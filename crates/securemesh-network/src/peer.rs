//! Known peers and the per-node peer table

use crate::error::Result;
use crate::handler::Handler;
use crate::handshake;
use crate::identity::NodeIdentity;
use crate::tcp;
use chrono::{DateTime, Utc};
use securemesh_crypto::SymmetricKey;
use serde::{Deserialize, Serialize};
use std::collections::BTreeMap;
use std::sync::Arc;
use tokio::sync::RwLock;
use tracing::debug;

/// Where a peer listens
#[derive(Debug, Clone, PartialEq, Eq, Serialize, Deserialize)]
pub struct PeerAddress {
    pub host: String,
    pub port: u16,
}

/// Peer addresses by id, as exchanged during topology discovery
pub type Topology = BTreeMap<String, PeerAddress>;

/// Another node as known locally
#[derive(Debug, Clone)]
pub struct Peer {
    id: String,
    host: String,
    port: u16,
    key: Option<SymmetricKey>,
    last_handshake: Option<DateTime<Utc>>,
}

impl Peer {
    /// Peer with no session key yet
    pub fn new(id: impl Into<String>, host: impl Into<String>, port: u16) -> Self {
        Peer {
            id: id.into(),
            host: host.into(),
            port,
            key: None,
            last_handshake: None,
        }
    }

    /// Attach a freshly established session key
    pub fn with_key(mut self, key: SymmetricKey) -> Self {
        self.key = Some(key);
        self.last_handshake = Some(Utc::now());
        self
    }

    pub fn id(&self) -> &str {
        &self.id
    }

    pub fn host(&self) -> &str {
        &self.host
    }

    pub fn port(&self) -> u16 {
        self.port
    }

    pub fn key(&self) -> Option<&SymmetricKey> {
        self.key.as_ref()
    }

    /// When the current key was established
    pub fn last_handshake(&self) -> Option<DateTime<Utc>> {
        self.last_handshake
    }

    /// Whether a cached key can be offered on the next connection
    pub fn is_known(&self) -> bool {
        self.key.is_some()
    }

    pub fn address(&self) -> PeerAddress {
        PeerAddress {
            host: self.host.clone(),
            port: self.port,
        }
    }

    /// Open a session to this peer and run `handler` on it
    ///
    /// The cached key is offered if there is one. A renegotiated key replaces
    /// it once the session completes. A failed session drops the cached key
    /// so the next attempt negotiates from scratch.
    pub async fn reconnect(
        &mut self,
        local: &NodeIdentity,
        handler_name: &str,
        handler: &dyn Handler,
    ) -> Result<()> {
        let wire = tcp::dial(&self.host, self.port).await?;
        let outcome =
            handshake::initiate(wire, local, &self.id, self.key.as_ref(), handler_name, handler)
                .await;

        match outcome {
            Ok(key) => {
                if self.key.as_ref() != Some(&key) {
                    self.key = Some(key);
                    self.last_handshake = Some(Utc::now());
                }
                Ok(())
            }
            Err(e) => {
                if self.key.take().is_some() {
                    debug!("Dropped cached key for peer {}", self.id);
                }
                Err(e)
            }
        }
    }
}

/// Ordered, concurrency-safe map of peers keyed by id
#[derive(Debug, Clone, Default)]
pub struct PeerTable {
    peers: Arc<RwLock<BTreeMap<String, Peer>>>,
}

impl PeerTable {
    pub fn new() -> Self {
        Self::default()
    }

    pub async fn get(&self, id: &str) -> Option<Peer> {
        self.peers.read().await.get(id).cloned()
    }

    pub async fn contains(&self, id: &str) -> bool {
        self.peers.read().await.contains_key(id)
    }

    /// Cached session key for `id`, if the peer is known and keyed
    pub async fn key_of(&self, id: &str) -> Option<SymmetricKey> {
        self.peers.read().await.get(id).and_then(|p| p.key.clone())
    }

    /// Insert a peer, evicting any previous entry with the same id
    pub async fn upsert(&self, peer: Peer) -> Option<Peer> {
        self.peers.write().await.insert(peer.id.clone(), peer)
    }

    /// Replace the session key of an existing entry
    ///
    /// Returns `false` if there is no entry for `id`.
    pub async fn update_key(&self, id: &str, key: Option<SymmetricKey>) -> bool {
        let mut peers = self.peers.write().await;
        let Some(peer) = peers.get_mut(id) else {
            return false;
        };

        if key.is_some() && peer.key != key {
            peer.last_handshake = Some(Utc::now());
        }
        peer.key = key;
        true
    }

    pub async fn remove(&self, id: &str) -> Option<Peer> {
        self.peers.write().await.remove(id)
    }

    pub async fn ids(&self) -> Vec<String> {
        self.peers.read().await.keys().cloned().collect()
    }

    /// Addresses of every known peer, without key material
    pub async fn snapshot(&self) -> Topology {
        self.peers
            .read()
            .await
            .iter()
            .map(|(id, peer)| (id.clone(), peer.address()))
            .collect()
    }

    pub async fn len(&self) -> usize {
        self.peers.read().await.len()
    }

    pub async fn is_empty(&self) -> bool {
        self.peers.read().await.is_empty()
    }
}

____________

Each record should be returned precisely as written.

Completed exercise:
filename crates/securemesh-network/src/peer.rs
//! Known peers and the per-node peer table

use crate::error::Result;
use crate::handler::Handler;
use crate::handshake;
use crate::identity::NodeIdentity;
use crate::tcp;
use chrono::{DateTime, Utc};
use securemesh_crypto::SymmetricKey;
use serde::{Deserialize, Serialize};
use std::collections::BTreeMap;
use std::sync::Arc;
use tokio::sync::RwLock;
use tracing::debug;

/// Where a peer listens
#[derive(Debug, Clone, PartialEq, Eq, Serialize, Deserialize)]
pub struct PeerAddress {
    pub host: String,
    pub port: u16,
}

/// Peer addresses by id, as exchanged during topology discovery
pub type Topology = BTreeMap<String, PeerAddress>;

/// Another node as known locally
#[derive(Debug, Clone)]
pub struct Peer {
    id: String,
    host: String,
    port: u16,
    key: Option<SymmetricKey>,
    last_handshake: Option<DateTime<Utc>>,
}

impl Peer {
    /// Peer with no session key yet
    pub fn new(id: impl Into<String>, host: impl Into<String>, port: u16) -> Self {
        Peer {
            id: id.into(),
            host: host.into(),
            port,
            key: None,
            last_handshake: None,
        }
    }

    /// Attach a freshly established session key
    pub fn with_key(mut self, key: SymmetricKey) -> Self {
        self.key = Some(key);
        self.last_handshake = Some(Utc::now());
        self
    }

    pub fn id(&self) -> &str {
        &self.id
    }

    pub fn host(&self) -> &str {
        &self.host
    }

    pub fn port(&self) -> u16 {
        self.port
    }

    pub fn key(&self) -> Option<&SymmetricKey> {
        self.key.as_ref()
    }

    /// When the current key was established
    pub fn last_handshake(&self) -> Option<DateTime<Utc>> {
        self.last_handshake
    }

    /// Whether a cached key can be offered on the next connection
    pub fn is_known(&self) -> bool {
        self.key.is_some()
    }

    pub fn address(&self) -> PeerAddress {
        PeerAddress {
            host: self.host.clone(),
            port: self.port,
        }
    }

    /// Open a session to this peer and run `handler` on it
    ///
    /// The cached key is offered if there is one. A renegotiated key replaces
    /// it once the session completes. A failed session drops the cached key
    /// so the next attempt negotiates from scratch.
    pub async fn reconnect(
        &mut self,
        local: &NodeIdentity,
        handler_name: &str,
        handler: &dyn Handler,
    ) -> Result<()> {
        let wire = tcp::dial(&self.host, self.port).await?;
        let outcome =
            handshake::initiate(wire, local, &self.id, self.key.as_ref(), handler_name, handler)
                .await;

        match outcome {
            Ok(key) => {
                if self.key.as_ref() != Some(&key) {
                    self.key = Some(key);
                    self.last_handshake = Some(Utc::now());
                }
                Ok(())
            }
            Err(e) => {
                if self.key.take().is_some() {
                    debug!("Dropped cached key for peer {}", self.id);
                }
                Err(e)
            }
        }
    }
}

/// Ordered, concurrency-safe map of peers keyed by id
#[derive(Debug, Clone, Default)]
pub struct PeerTable {
    peers: Arc<RwLock<BTreeMap<String, Peer>>>,
}

impl PeerTable {
    pub fn new() -> Self {
        Self::default()
    }

    pub async fn get(&self, id: &str) -> Option<Peer> {
        self.peers.read().await.get(id).cloned()
    }

    pub async fn contains(&self, id: &str) -> bool {
        self.peers.read().await.contains_key(id)
    }

    /// Cached session key for `id`, if the peer is known and keyed
    pub async fn key_of(&self, id: &str) -> Option<SymmetricKey> {
        self.peers.read().await.get(id).and_then(|p| p.key.clone())
    }

    /// Insert a peer, evicting any previous entry with the same id
    pub async fn upsert(&self, peer: Peer) -> Option<Peer> {
        self.peers.write().await.insert(peer.id.clone(), peer)
    }

    /// Replace the session key of an existing entry
    ///
    /// Returns `false` if there is no entry for `id`.
    pub async fn update_key(&self, id: &str, key: Option<SymmetricKey>) -> bool {
        let mut peers = self.peers.write().await;
        let Some(peer) = peers.get_mut(id) else {
            return false;
        };

        if key.is_some() && peer.key != key {
            peer.last_handshake = Some(Utc::now());
        }
        peer.key = key;
        true
    }

    pub async fn remove(&self, id: &str) -> Option<Peer> {
        self.peers.write().await.remove(id)
    }

    pub async fn ids(&self) -> Vec<String> {
        self.peers.read().await.keys().cloned().collect()
    }

    /// Addresses of every known peer, without key material
    pub async fn snapshot(&self) -> Topology {
        self.peers
            .read()
            .await
            .iter()
            .map(|(id, peer)| (id.clone(), peer.address()))
            .collect()
    }

    pub async fn len(&self) -> usize {
        self.peers.read().await.len()
    }

    pub async fn is_empty(&self) -> bool {
        self.peers.read().await.is_empty()
    }
}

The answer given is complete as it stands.